Stephen Robertson can vividly remember his first cup of coffee. His grandma was watching him in rural Virginia and her afternoon ritual included daytime soap operas enjoyed with a cup of coffee and a piece of buttered toast. She'd dip the buttered toast in her coffee.
"It was kind of like biscotti, but the country version," Robertson says, recalling the cup and plate he got to enjoy himself.
In college, Robertson's foray into the daily grind included wearing the green aprons at Starbucks while training to be a music teacher. After graduating, he worked a short stint in music education before realizing his day-to-day work was draining his enthusiasm for music. Never wanting it to feel like drudgery, he quit music and entered the world of specialty coffee, which is industry lingo for coffee beans that score between 80 and 100 on quality standards of cultivation and processing.
At the time, Richmond's scene was smaller. It was 2005 and Blanchard's Coffee Roasting Co., where he's worked since 2010 as director of sales and marketing, was just beginning its operations. Robertson had grown to love the art and science of making coffee, so he went through rigorous professional certification to become what's known as a Q grader — it's like having a doctorate in coffee.
To the average drinker that might seem like overkill, but Robertson's certification to test and grade Arabica beans comes in handy when working with Blanchard's farm partners. The certification allows professionals to speak a common, science-based language of quality and to make smart decisions about which beans the company may want to buy and how to work with farmers to improve their agricultural output and get better prices for their beans. Ethical sourcing is an important component, and it speaks to Robertson's emphasis on sustainability.
Traditionally, it's done on the ever-fluctuating commodities market. That system, Robertson says, is opaque, and it often leads to middlemen siphoning off money.
Coffee growing is extremely labor intensive. Beans come from the fruit produced by a shrub or tree, and each fruit contains only two beans. All of the harvest and processing is done by hand, and the commodities market Robertson described means the farmers lose a considerable portion of wealth to mills and middlemen.
In recent years, specialty coffee has been moving away from that model. Robertson says he's seen too many farms abandoned because farmers can't sustain their livelihood on the fluctuating market prices. Sustainability for him means transparency in pricing — basing rates on quality, and allowing farmers to take home more of the wealth generated by their products.
Blanchard's began working to develop relationships with farmers in the countries where they buy coffee five or six years ago. One remarkable story Robertson shares involves a minor transportation investment with major implications.
A farm in Nicaragua experienced perennial issues with a bad road from the farm to the main thoroughfares used to move coffee. In the rainy season, it was impassable. In the dry season, the farm's revenue stream was tied up in wages for workers. Even without rain, the road wasn't great and took maneuvering to pass.

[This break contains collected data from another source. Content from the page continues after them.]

//! Shared fixtures for unit tests.

use std::path::PathBuf;
use std::sync::Arc;

use rsa::RsaPrivateKey;

use crate::crypto::keys::load_private_key;
use crate::gateway::Gateway;
use crate::registry::{BankConfig, BankConfigRegistry};
use crate::simulator::BankSimulator;

pub fn fixture(name: &str) -> PathBuf {
    PathBuf::from(env!("CARGO_MANIFEST_DIR"))
        .join("tests")
        .join("fixtures")
        .join(name)
}

/// Signs requests with `merchant_key.pem`, verifies with `bank_pub.pem`.
pub fn swedbank() -> BankConfig {
    BankConfig::ipizza(
        "swedbank",
        "https://banklink.example/swedbank",
        "uid100052",
        "HP",
        fixture("merchant_key.pem"),
        fixture("bank_pub.pem"),
    )
}

pub fn nordea_bank() -> BankConfig {
    BankConfig::nordea(
        "nordea",
        "https://netbank.nordea.example/eid.jsp",
        "87654321",
        "LEHTI",
    )
}

pub fn merchant_private_key() -> RsaPrivateKey {
    load_private_key("swedbank", &fixture("merchant_key.pem")).unwrap()
}

pub fn bank_private_key() -> RsaPrivateKey {
    load_private_key("swedbank", &fixture("bank_key.pem")).unwrap()
}

pub fn gateway_with(banks: Vec<BankConfig>) -> Gateway {
    Gateway::in_memory(Arc::new(BankConfigRegistry::new(banks).unwrap()))
}

pub fn gateway() -> Gateway {
    gateway_with(vec![swedbank(), nordea_bank()])
}

/// The bank side of `swedbank()`.
pub fn swedbank_simulator() -> BankSimulator {
    BankSimulator::new(bank_private_key(), "HP", "uid100052")
}
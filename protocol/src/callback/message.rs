//! Telling IPizza and Nordea callbacks apart.

use crate::codec::fields::{B02K_MAC, VK_MAC};
use crate::codec::FieldMap;
use crate::error::{BanklinkError, Result};
use crate::registry::Protocol;

/// A callback payload tagged with the protocol that produced it.
#[derive(Debug, Clone, PartialEq, Eq)]
pub enum ProtocolMessage {
    IPizza(FieldMap),
    Nordea(FieldMap),
}

impl ProtocolMessage {
    /// `VK_MAC` means IPizza, `B02K_MAC` means Nordea. A payload with both
    /// is treated as IPizza.
    pub fn detect(fields: FieldMap) -> Result<Self> {
        if fields.contains_key(VK_MAC) {
            Ok(ProtocolMessage::IPizza(fields))
        } else if fields.contains_key(B02K_MAC) {
            Ok(ProtocolMessage::Nordea(fields))
        } else {
            Err(BanklinkError::Protocol(
                "invalid request (unknown protocol)".into(),
            ))
        }
    }

    pub fn protocol(&self) -> Protocol {
        match self {
            ProtocolMessage::IPizza(_) => Protocol::IPizza,
            ProtocolMessage::Nordea(_) => Protocol::Nordea,
        }
    }

    pub fn fields(&self) -> &FieldMap {
        match self {
            ProtocolMessage::IPizza(fields) | ProtocolMessage::Nordea(fields) => fields,
        }
    }
}
//! # CLI Interface
//!
//! Command-line structure for `banklink-node`, using `clap` derive.

use clap::{Parser, Subcommand};
use std::path::PathBuf;

use crate::logging::LogFormat;

/// Banklink host.
///
/// Serves signed payment and login redirects for the configured banks and
/// receives the banks' callbacks.
#[derive(Parser, Debug)]
#[command(
    name = "banklink-node",
    about = "Banklink payment and authentication host",
    version,
    propagate_version = true
)]
pub struct BanklinkNodeCli {
    /// Subcommand to execute.
    #[command(subcommand)]
    pub command: Commands,
}

/// Top-level subcommands.
#[derive(Subcommand, Debug)]
pub enum Commands {
    /// Start the HTTP host.
    Serve(ServeArgs),
    /// Load the bank settings and keys, print the banks and exit.
    CheckConfig(CheckConfigArgs),
    /// Print the 7-3-1 reference number for a transaction id.
    Reference(ReferenceArgs),
    /// Print version information and exit.
    Version,
}

/// Arguments for the `serve` subcommand.
#[derive(Parser, Debug)]
pub struct ServeArgs {
    /// Bank settings file (TOML). Relative key paths resolve against its
    /// directory.
    #[arg(long, short = 'c', env = "BANKLINK_CONFIG")]
    pub config: PathBuf,

    /// Directory holding the record database.
    #[arg(long, short = 'd', env = "BANKLINK_DATA_DIR", default_value = "./banklink-data")]
    pub data_dir: PathBuf,

    /// Port for the HTTP API and bank callbacks.
    #[arg(long, short = 'p', env = "BANKLINK_PORT", default_value_t = 8080)]
    pub port: u16,

    /// Keep records in memory only. Everything is lost on exit.
    #[arg(long)]
    pub in_memory: bool,

    /// Log output.
    #[arg(long, env = "BANKLINK_LOG_FORMAT", value_enum, default_value_t = LogFormat::Pretty)]
    pub log_format: LogFormat,

    /// Public base URL the banks call back to, e.g. `https://shop.example`.
    ///
    /// Defaults to `http://127.0.0.1:<port>`.
    #[arg(long, env = "BANKLINK_BASE_URL")]
    pub base_url: Option<String>,
}

/// Arguments for the `check-config` subcommand.
#[derive(Parser, Debug)]
pub struct CheckConfigArgs {
    /// Bank settings file (TOML).
    #[arg(long, short = 'c', env = "BANKLINK_CONFIG")]
    pub config: PathBuf,
}

/// Arguments for the `reference` subcommand.
#[derive(Parser, Debug)]
pub struct ReferenceArgs {
    /// Transaction id to extend with a check digit.
    pub number: u64,
}
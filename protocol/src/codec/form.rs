//! Form bodies in a bank's charset.
//!
//! Callbacks arrive as `application/x-www-form-urlencoded` (POST body or
//! query string). Percent escapes produce raw bytes; what those bytes mean
//! depends on the bank, which we only know after looking up the record. So
//! decoding happens twice: a lossy pass to find the stamp, then a strict
//! pass in the bank's charset.

use std::borrow::Cow;

use super::{CodecError, Encoding, FieldMap};

/// Strictly decodes a form body. Later duplicates of a key win.
pub fn decode_form(raw: &[u8], encoding: Encoding) -> Result<FieldMap, CodecError> {
    let mut fields = FieldMap::new();
    for (key, value) in split_pairs(raw) {
        let key = decode_part(&key, encoding, "form key")?;
        let value = decode_part(&value, encoding, &key)?;
        fields.insert(key, value);
    }
    Ok(fields)
}

/// Decodes a form body as UTF-8, replacing invalid sequences.
///
/// Good enough to read ASCII fields such as `VK_STAMP` or `VK_MAC` before
/// the bank is known.
pub fn decode_form_lossy(raw: &[u8]) -> FieldMap {
    split_pairs(raw)
        .map(|(key, value)| {
            (
                String::from_utf8_lossy(&key).into_owned(),
                String::from_utf8_lossy(&value).into_owned(),
            )
        })
        .collect()
}

/// Encodes `fields` as a form body with values in `encoding`.
pub fn encode_form(fields: &FieldMap, encoding: Encoding) -> Result<String, CodecError> {
    let mut pairs = Vec::with_capacity(fields.len());
    for (key, value) in fields {
        let bytes = encoding
            .encode(value)
            .ok_or_else(|| CodecError::Unencodable {
                field: key.clone(),
                encoding: encoding.label(),
            })?;
        pairs.push(format!(
            "{}={}",
            urlencoding::encode(key),
            urlencoding::encode_binary(&bytes)
        ));
    }
    Ok(pairs.join("&"))
}

fn split_pairs(raw: &[u8]) -> impl Iterator<Item = (Vec<u8>, Vec<u8>)> + '_ {
    raw.split(|&b| b == b'&')
        .filter(|segment| !segment.is_empty())
        .map(|segment| {
            let mut parts = segment.splitn(2, |&b| b == b'=');
            let key = parts.next().unwrap_or_default();
            let value = parts.next().unwrap_or_default();
            (unescape(key), unescape(value))
        })
}

fn unescape(part: &[u8]) -> Vec<u8> {
    let spaced: Vec<u8> = part
        .iter()
        .map(|&b| if b == b'+' { b' ' } else { b })
        .collect();
    match urlencoding::decode_binary(&spaced) {
        Cow::Borrowed(bytes) => bytes.to_vec(),
        Cow::Owned(bytes) => bytes,
    }
}

fn decode_part(bytes: &[u8], encoding: Encoding, field: &str) -> Result<String, CodecError> {
    encoding.decode(bytes).ok_or_else(|| CodecError::InvalidText {
        field: field.to_string(),
        encoding: encoding.label(),
    })
}

#[cfg(test)]
mod tests {
    use super::*;

    #[test]
    fn test_decode_plus_and_percent_escapes() {
        let fields = decode_form(b"VK_MSG=My+cool%20payment&VK_STAMP=1", Encoding::Utf8).unwrap();
        assert_eq!(fields["VK_MSG"], "My cool payment");
        assert_eq!(fields["VK_STAMP"], "1");
    }

    #[test]
    fn test_decode_latin1_body() {
        // %F5 is õ in ISO-8859-1 and invalid as a lone UTF-8 byte.
        let raw = b"B02K_CUSTNAME=J%F5geva";
        let fields = decode_form(raw, Encoding::Latin1).unwrap();
        assert_eq!(fields["B02K_CUSTNAME"], "Jõgeva");

        let err = decode_form(raw, Encoding::Utf8).unwrap_err();
        assert!(matches!(err, CodecError::InvalidText { ref field, .. } if field == "B02K_CUSTNAME"));
    }

    #[test]
    fn test_lossy_decode_never_fails() {
        let fields = decode_form_lossy(b"VK_STAMP=7&VK_MSG=J%F5geva");
        assert_eq!(fields["VK_STAMP"], "7");
        assert!(fields["VK_MSG"].starts_with('J'));
    }

    #[test]
    fn test_missing_value_and_empty_segments() {
        let fields = decode_form(b"&VK_AUTO&VK_REF=&&", Encoding::Utf8).unwrap();
        assert_eq!(fields.len(), 2);
        assert_eq!(fields["VK_AUTO"], "");
        assert_eq!(fields["VK_REF"], "");
    }

    #[test]
    fn test_last_duplicate_wins() {
        let fields = decode_form(b"VK_AUTO=N&VK_AUTO=Y", Encoding::Utf8).unwrap();
        assert_eq!(fields["VK_AUTO"], "Y");
    }

    #[test]
    fn test_encode_then_decode_in_latin1() {
        let mut fields = FieldMap::new();
        fields.insert("VK_MSG".into(), "Käsitöö & co".into());
        fields.insert("VK_MAC".into(), "ab+/=".into());
        let body = encode_form(&fields, Encoding::Latin1).unwrap();
        assert!(body.contains("K%E4sit%F6%F6%20%26%20co"));
        assert_eq!(decode_form(body.as_bytes(), Encoding::Latin1).unwrap(), fields);
    }
}
//! Terminal walkthrough of a banklink payment and login.
//!
//! Plays both the shop and the bank: builds a signed payment redirect,
//! answers it with the bank simulator (pingback first, then the shopper's
//! browser), replays a forged answer, and finishes with a Nordea login.
//!
//! Run with:
//!   cargo run --example demo

use std::path::PathBuf;
use std::sync::Arc;
use std::time::Instant;

use rust_decimal_macros::dec;

use banklink::checksum::reference_number;
use banklink::codec::{encode_form, fields::VK_AMOUNT};
use banklink::config::{auth_callback_url, callback_url, SERVICE_PAYMENT_SUCCESS};
use banklink::crypto::keys::load_private_key;
use banklink::notify::LogNotifier;
use banklink::simulator::{nordea_auth_response, BankSimulator};
use banklink::{
    AuthRequestBuilder, BankConfig, BankConfigRegistry, BanklinkEvent, CallbackReply, Encoding,
    Gateway, PaymentRequestBuilder,
};

// ---------------------------------------------------------------------------
// ANSI color constants
// ---------------------------------------------------------------------------

const RESET: &str = "\x1b[0m";
const BOLD: &str = "\x1b[1m";
const DIM: &str = "\x1b[2m";

const RED: &str = "\x1b[31m";
const GREEN: &str = "\x1b[32m";
const YELLOW: &str = "\x1b[33m";
const MAGENTA: &str = "\x1b[35m";
const CYAN: &str = "\x1b[36m";
const WHITE: &str = "\x1b[37m";

const BG_BLUE: &str = "\x1b[44m";

// ---------------------------------------------------------------------------
// Display helpers
// ---------------------------------------------------------------------------

fn banner() {
    println!();
    println!("{BG_BLUE}{BOLD}{WHITE}                                                          {RESET}");
    println!("{BG_BLUE}{BOLD}{WHITE}    BANKLINK  --  Payment and Login Walkthrough           {RESET}");
    println!("{BG_BLUE}{BOLD}{WHITE}    IPizza (RSA/SHA-1)  |  Nordea (MD5 MAC)               {RESET}");
    println!("{BG_BLUE}{BOLD}{WHITE}                                                          {RESET}");
    println!();
}

fn section(num: u32, title: &str) {
    println!();
    println!("{BOLD}{CYAN}===[{YELLOW} Step {num} {CYAN}]================================================{RESET}");
    println!("{BOLD}{WHITE}  {title}{RESET}");
}

fn success(text: &str) {
    println!("{GREEN}  [OK] {text}{RESET}");
}

fn rejected(text: &str) {
    println!("{RED}  [REJECTED] {text}{RESET}");
}

fn info(label: &str, value: &str) {
    println!("{WHITE}  {BOLD}{label}:{RESET} {YELLOW}{value}{RESET}");
}

fn timing(label: &str, elapsed: std::time::Duration) {
    let ms = elapsed.as_secs_f64() * 1000.0;
    println!("{DIM}{MAGENTA}  [{label}: {ms:.2} ms]{RESET}");
}

fn fixture(name: &str) -> PathBuf {
    PathBuf::from(env!("CARGO_MANIFEST_DIR"))
        .join("tests")
        .join("fixtures")
        .join(name)
}

fn main() {
    tracing_subscriber_init();
    banner();

    // -----------------------------------------------------------------------
    // Step 1: Banks
    // -----------------------------------------------------------------------

    section(1, "Bank registry");
    let registry = BankConfigRegistry::new(vec![
        BankConfig::ipizza(
            "swedbank",
            "https://banklink.example/swedbank",
            "uid100052",
            "HP",
            fixture("merchant_key.pem"),
            fixture("bank_pub.pem"),
        ),
        BankConfig::nordea(
            "nordea",
            "https://netbank.nordea.example/eid.jsp",
            "87654321",
            "LEHTI",
        ),
    ])
    .expect("demo registry");
    for choice in registry.bank_choices() {
        info(&choice.name, &format!("order {}", choice.order));
    }

    let gateway = Gateway::in_memory(Arc::new(registry));
    gateway.notifications().subscribe(Arc::new(LogNotifier));
    gateway.notifications().subscribe(Arc::new(|event: &BanklinkEvent| {
        let (bank, id) = event.subject();
        println!("{DIM}{CYAN}  >> event {} ({bank} #{id}){RESET}", event.name());
    }));
    let t = Instant::now();
    let keys = gateway.preload_keys().expect("fixture keys");
    timing(&format!("{keys} keys parsed"), t.elapsed());

    // -----------------------------------------------------------------------
    // Step 2: Payment request
    // -----------------------------------------------------------------------

    section(2, "Signed payment redirect");
    let t = Instant::now();
    let request = PaymentRequestBuilder::new("swedbank")
        .amount(dec!(13.99))
        .message("My cool payment")
        .return_url(callback_url("http://localhost:8080"))
        .redirect_to("http://localhost:8080/thanks")
        .redirect_on_failure("http://localhost:8080/cart")
        .build(&gateway)
        .expect("payment request");
    timing("build + sign", t.elapsed());

    info("Transaction", &request.transaction.to_string());
    info(
        "Reference",
        &reference_number(request.transaction.id)
            .map(|r| r.to_string())
            .unwrap_or_default(),
    );
    for (name, value) in request.form.fields() {
        let shown = if value.chars().count() > 48 {
            format!("{}...", value.chars().take(48).collect::<String>())
        } else {
            value.clone()
        };
        println!("    {DIM}{name:<12}{RESET} {shown}");
    }

    // -----------------------------------------------------------------------
    // Step 3: The bank answers
    // -----------------------------------------------------------------------

    section(3, "Bank pingback and browser return");
    let bank = BankSimulator::new(
        load_private_key("swedbank", &fixture("bank_key.pem")).expect("bank key"),
        "HP",
        "uid100052",
    );
    let fields = request.form.to_field_map();

    let pingback = bank
        .payment_response(&fields, SERVICE_PAYMENT_SUCCESS, true)
        .and_then(|r| bank.encode(&r))
        .expect("pingback");
    let first = gateway.payment_callback(&pingback).expect("pingback accepted");
    success(&format!("pingback: {:?}, applied={}", first.reply, first.applied));

    let browser = bank
        .payment_response(&fields, SERVICE_PAYMENT_SUCCESS, false)
        .and_then(|r| bank.encode(&r))
        .expect("browser return");
    let second = gateway.payment_callback(&browser).expect("return accepted");
    if let CallbackReply::Redirect(url) = &second.reply {
        success(&format!("browser redirected to {url}, applied={}", second.applied));
    }

    // -----------------------------------------------------------------------
    // Step 4: Forgery
    // -----------------------------------------------------------------------

    section(4, "Tampered response");
    let mut forged = bank
        .payment_response(&fields, SERVICE_PAYMENT_SUCCESS, true)
        .expect("response");
    forged.insert(VK_AMOUNT.to_string(), "0.01".to_string());
    match gateway.payment_callback(&bank.encode(&forged).expect("body")) {
        Ok(_) => println!("{RED}  forged response accepted?!{RESET}"),
        Err(e) => rejected(&e.to_string()),
    }

    // -----------------------------------------------------------------------
    // Step 5: Nordea login
    // -----------------------------------------------------------------------

    section(5, "Nordea e-identification");
    let login = AuthRequestBuilder::new("nordea")
        .return_url(auth_callback_url("http://localhost:8080"))
        .redirect_to("http://localhost:8080/account")
        .build(&gateway)
        .expect("auth request");
    info("Authentication", &login.authentication.to_string());

    let answer = nordea_auth_response(
        &login.form.to_field_map(),
        "LEHTI",
        "Testi Asiakas",
        "010101-123N",
    )
    .expect("nordea answer");
    let body = encode_form(&answer, Encoding::Latin1).expect("latin-1 body");
    let outcome = gateway.auth_callback(body.as_bytes()).expect("login accepted");
    success(&format!(
        "{} ({}) logged in, redirect to {}",
        outcome.user_name.unwrap_or_default(),
        outcome.person_code.unwrap_or_default(),
        outcome.redirect_url
    ));
    println!();
}

/// Logs from the library go to stderr only when `RUST_LOG` asks for them.
fn tracing_subscriber_init() {
    if std::env::var_os("RUST_LOG").is_some() {
        let _ = tracing_subscriber::fmt()
            .with_env_filter(tracing_subscriber::EnvFilter::from_default_env())
            .with_writer(std::io::stderr)
            .try_init();
    }
}
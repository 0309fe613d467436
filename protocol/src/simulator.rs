//! # Bank Simulator
//!
//! The bank's half of the protocol: take the fields of a request we built,
//! answer with a response signed the way a real bank would sign it. Used by
//! tests, the demo and local hosts that have no bank test environment.
//!
//! The simulator holds the *bank's* private key. Hosts must never run it
//! with production keys.

use chrono::Utc;
use rsa::RsaPrivateKey;

use crate::codec::fields::*;
use crate::codec::{self, encode_form, Encoding, FieldMap, LengthMode, MessageType};
use crate::config::{
    DATETIME_FORMAT, IPIZZA_VERSION, NORDEA_ALGORITHM, NORDEA_KEY_VERSION, NORDEA_VERSION,
    SERVICE_PAYMENT_FAILURE,
};
use crate::crypto::{nordea_mac, sign_base64};
use crate::error::{BanklinkError, Result};

const SIM_TRANSACTION_NO: &str = "1254";
const SIM_MERCHANT_ACCOUNT: &str = "EE871600161234567892";
const SIM_MERCHANT_NAME: &str = "ALAS POOD OÜ";
const SIM_PAYER_ACCOUNT: &str = "EE382200221020145685";
const SIM_PAYER_NAME: &str = "Tõnu Tester";

/// Signs IPizza responses with a bank key.
#[derive(Debug, Clone)]
pub struct BankSimulator {
    key: RsaPrivateKey,
    bank_id: String,
    client_id: String,
    encoding: Encoding,
    length_mode: LengthMode,
}

impl BankSimulator {
    /// `bank_id` is the bank's own identifier (`VK_SND_ID` in responses),
    /// `client_id` the merchant's.
    pub fn new(key: RsaPrivateKey, bank_id: impl Into<String>, client_id: impl Into<String>) -> Self {
        Self {
            key,
            bank_id: bank_id.into(),
            client_id: client_id.into(),
            encoding: Encoding::Utf8,
            length_mode: LengthMode::Characters,
        }
    }

    pub fn with_encoding(mut self, encoding: Encoding) -> Self {
        self.encoding = encoding;
        self
    }

    pub fn with_length_mode(mut self, mode: LengthMode) -> Self {
        self.length_mode = mode;
        self
    }

    /// Answers a 1012 request. `service` is normally 1111 or 1911; any
    /// other code is signed as given. `auto` marks a server pingback.
    pub fn payment_response(&self, request: &FieldMap, service: &str, auto: bool) -> Result<FieldMap> {
        let echo = |name: &str| request.get(name).cloned().unwrap_or_default();

        let mut fields = FieldMap::new();
        let mut put = |name: &str, value: String| {
            fields.insert(name.to_string(), value);
        };
        put(VK_SERVICE, service.to_string());
        put(VK_VERSION, IPIZZA_VERSION.to_string());
        put(VK_SND_ID, self.bank_id.clone());
        put(VK_REC_ID, self.client_id.clone());
        put(VK_STAMP, echo(VK_STAMP));
        put(VK_AMOUNT, echo(VK_AMOUNT));
        put(VK_CURR, echo(VK_CURR));
        put(VK_REF, echo(VK_REF));
        put(VK_MSG, echo(VK_MSG));
        // Failure notices carry no settlement details.
        if service != SERVICE_PAYMENT_FAILURE {
            put(VK_T_NO, SIM_TRANSACTION_NO.to_string());
            put(VK_REC_ACC, SIM_MERCHANT_ACCOUNT.to_string());
            put(VK_REC_NAME, SIM_MERCHANT_NAME.to_string());
            put(VK_SND_ACC, SIM_PAYER_ACCOUNT.to_string());
            put(VK_SND_NAME, SIM_PAYER_NAME.to_string());
            put(VK_T_DATETIME, now());
        }
        put(VK_LANG, echo(VK_LANG));
        put(VK_ENCODING, self.encoding.label().to_string());
        put(VK_AUTO, if auto { "Y" } else { "N" }.to_string());

        self.sign(fields, MessageType::PaymentResponse)
    }

    /// Answers a 4011/4012 request with a 3012 or 3013 layout chosen by
    /// `service`.
    pub fn auth_response(
        &self,
        request: &FieldMap,
        service: &str,
        user_name: &str,
        user_id: &str,
    ) -> Result<FieldMap> {
        let layout = MessageType::for_auth_response(service);
        let mut fields: FieldMap = [
            (VK_SERVICE, service.to_string()),
            (VK_VERSION, IPIZZA_VERSION.to_string()),
            (VK_DATETIME, now()),
            (VK_SND_ID, self.bank_id.clone()),
            (VK_REC_ID, self.client_id.clone()),
            (VK_NONCE, request.get(VK_NONCE).cloned().unwrap_or_default()),
            (VK_USER_NAME, user_name.to_string()),
            (VK_USER_ID, user_id.to_string()),
            (VK_COUNTRY, "EE".to_string()),
            (VK_OTHER, String::new()),
            (VK_TOKEN, "1".to_string()),
            (VK_RID, request.get(VK_RID).cloned().unwrap_or_default()),
            (VK_ENCODING, self.encoding.label().to_string()),
            (VK_LANG, "EST".to_string()),
        ]
        .into_iter()
        .map(|(name, value)| (name.to_string(), value))
        .collect();
        if layout == MessageType::AuthResponseV1 {
            fields.insert(VK_USER.to_string(), user_id.to_string());
        }

        self.sign(fields, layout)
    }

    /// Form body in the simulator's charset, ready to hand to a callback
    /// handler.
    pub fn encode(&self, fields: &FieldMap) -> Result<Vec<u8>> {
        Ok(encode_form(fields, self.encoding)?.into_bytes())
    }

    fn sign(&self, mut fields: FieldMap, layout: MessageType) -> Result<FieldMap> {
        let digest = codec::digest(&fields, layout, self.length_mode, self.encoding)?;
        let mac = sign_base64(&digest, &self.key)?;
        fields.insert(VK_MAC.to_string(), mac);
        Ok(fields)
    }
}

/// Answers a Nordea `A01Y` request the way the bank's e-identification
/// service does: success only, MAC'd with the shared key.
pub fn nordea_auth_response(
    request: &FieldMap,
    mac_key: &str,
    customer_name: &str,
    customer_id: &str,
) -> Result<FieldMap> {
    let stamp = request
        .get(A01Y_STAMP)
        .cloned()
        .ok_or_else(|| BanklinkError::Protocol("A01Y_STAMP is missing from the request".into()))?;

    let mut fields: FieldMap = [
        (B02K_VERS, NORDEA_VERSION.to_string()),
        (B02K_TIMESTMP, format!("{}{:06}", Utc::now().format("%Y%m%d%H%M%S"), 0)),
        (B02K_IDNBR, "87654321LEHTI".to_string()),
        (B02K_STAMP, stamp),
        (B02K_CUSTNAME, customer_name.to_string()),
        (B02K_KEYVERS, NORDEA_KEY_VERSION.to_string()),
        (B02K_ALG, NORDEA_ALGORITHM.to_string()),
        (B02K_CUSTID, customer_id.to_string()),
        (B02K_CUSTTYPE, "01".to_string()),
    ]
    .into_iter()
    .map(|(name, value)| (name.to_string(), value))
    .collect();

    let mac = nordea_mac(&fields, NORDEA_AUTH_RESPONSE_ORDER, mac_key)?;
    fields.insert(B02K_MAC.to_string(), mac);
    Ok(fields)
}

fn now() -> String {
    Utc::now().format(DATETIME_FORMAT).to_string()
}
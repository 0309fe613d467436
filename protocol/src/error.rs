//! Error types for the banklink engine.
//!
//! Every public operation returns a [`BanklinkError`]. The variants follow
//! who is at fault: a misconfigured bank, a malformed or forged message from
//! the outside, a record that does not exist, or a bug on our side. Module
//! errors convert into it with `From`, so `?` does the classification.

use thiserror::Error;

use crate::codec::CodecError;
use crate::crypto::keys::KeyError;
use crate::crypto::signatures::SignatureError;
use crate::record::RecordKind;
use crate::registry::RegistryError;
use crate::storage::StoreError;

/// Errors surfaced by request builders and callback handlers.
#[derive(Debug, Error)]
pub enum BanklinkError {
    /// Bank settings are missing, unknown or unusable (keys included).
    #[error("configuration error: {0}")]
    Configuration(String),

    /// The message is malformed or carries fields we do not understand.
    #[error("protocol error: {0}")]
    Protocol(String),

    /// Signature or MAC verification failed.
    #[error("authentication failed: {0}")]
    Authentication(String),

    /// No record matches the stamp or nonce in the message.
    #[error("{kind} {id} not found")]
    NotFound {
        /// Which record family was searched.
        kind: RecordKind,
        /// The identifier as received.
        id: String,
    },

    /// A freshly built request failed its own post-sign checks.
    #[error("invariant violated: {0}")]
    InvariantViolation(String),

    /// The record store failed underneath us.
    #[error("storage error: {0}")]
    Storage(#[from] StoreError),
}

/// Convenience alias used throughout the crate.
pub type Result<T> = std::result::Result<T, BanklinkError>;

impl BanklinkError {
    /// Short machine-readable name, used as a metrics label and in API bodies.
    pub fn kind(&self) -> &'static str {
        match self {
            BanklinkError::Configuration(_) => "configuration",
            BanklinkError::Protocol(_) => "protocol",
            BanklinkError::Authentication(_) => "authentication",
            BanklinkError::NotFound { .. } => "not_found",
            BanklinkError::InvariantViolation(_) => "invariant_violation",
            BanklinkError::Storage(_) => "storage",
        }
    }

    pub(crate) fn not_found(kind: RecordKind, id: impl Into<String>) -> Self {
        BanklinkError::NotFound {
            kind,
            id: id.into(),
        }
    }
}

impl From<CodecError> for BanklinkError {
    fn from(err: CodecError) -> Self {
        BanklinkError::Protocol(err.to_string())
    }
}

impl From<RegistryError> for BanklinkError {
    fn from(err: RegistryError) -> Self {
        BanklinkError::Configuration(err.to_string())
    }
}

impl From<KeyError> for BanklinkError {
    fn from(err: KeyError) -> Self {
        BanklinkError::Configuration(err.to_string())
    }
}

impl From<SignatureError> for BanklinkError {
    fn from(err: SignatureError) -> Self {
        BanklinkError::InvariantViolation(err.to_string())
    }
}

Blanchard's asked what it would take to improve this issue. The answer was deceptively simple. The company wired a modest amount of money to repair the road, and the next season, the farm increased its harvest by 40 percent and hired more workers.
Robertson's biggest frustration with coffee is how its long history as a commodity product has conditioned people to balk at paying an honest price for all the labor that goes into production.
- Scott Elmquist
- Small-farm beans go through the roasting process at Blanchard’s Coffee Roasting Co.
"There's still a ton of people in the world who think coffee should inherently be inexpensive. And if your coffee isn't inexpensive, then you're pretentious and trying to game the system," Robertson says. "But when you do that it's usually the least fortunate people in the supply chain who are disadvantaged."
Robertson, however, is hopeful. He finds the relationships built around coffee to be one of the most fulfilling aspects of his work.
"At the risk of sounding clichéd, coffee, at least the way we do it, it's a relationship and people business," he says. "Building relationships on a global scale with people who are equally passionate about a product we all like, and also making some sort of impactful difference in other people's lives is incredibly rewarding. It's the thing I think everybody in our company is most excited about."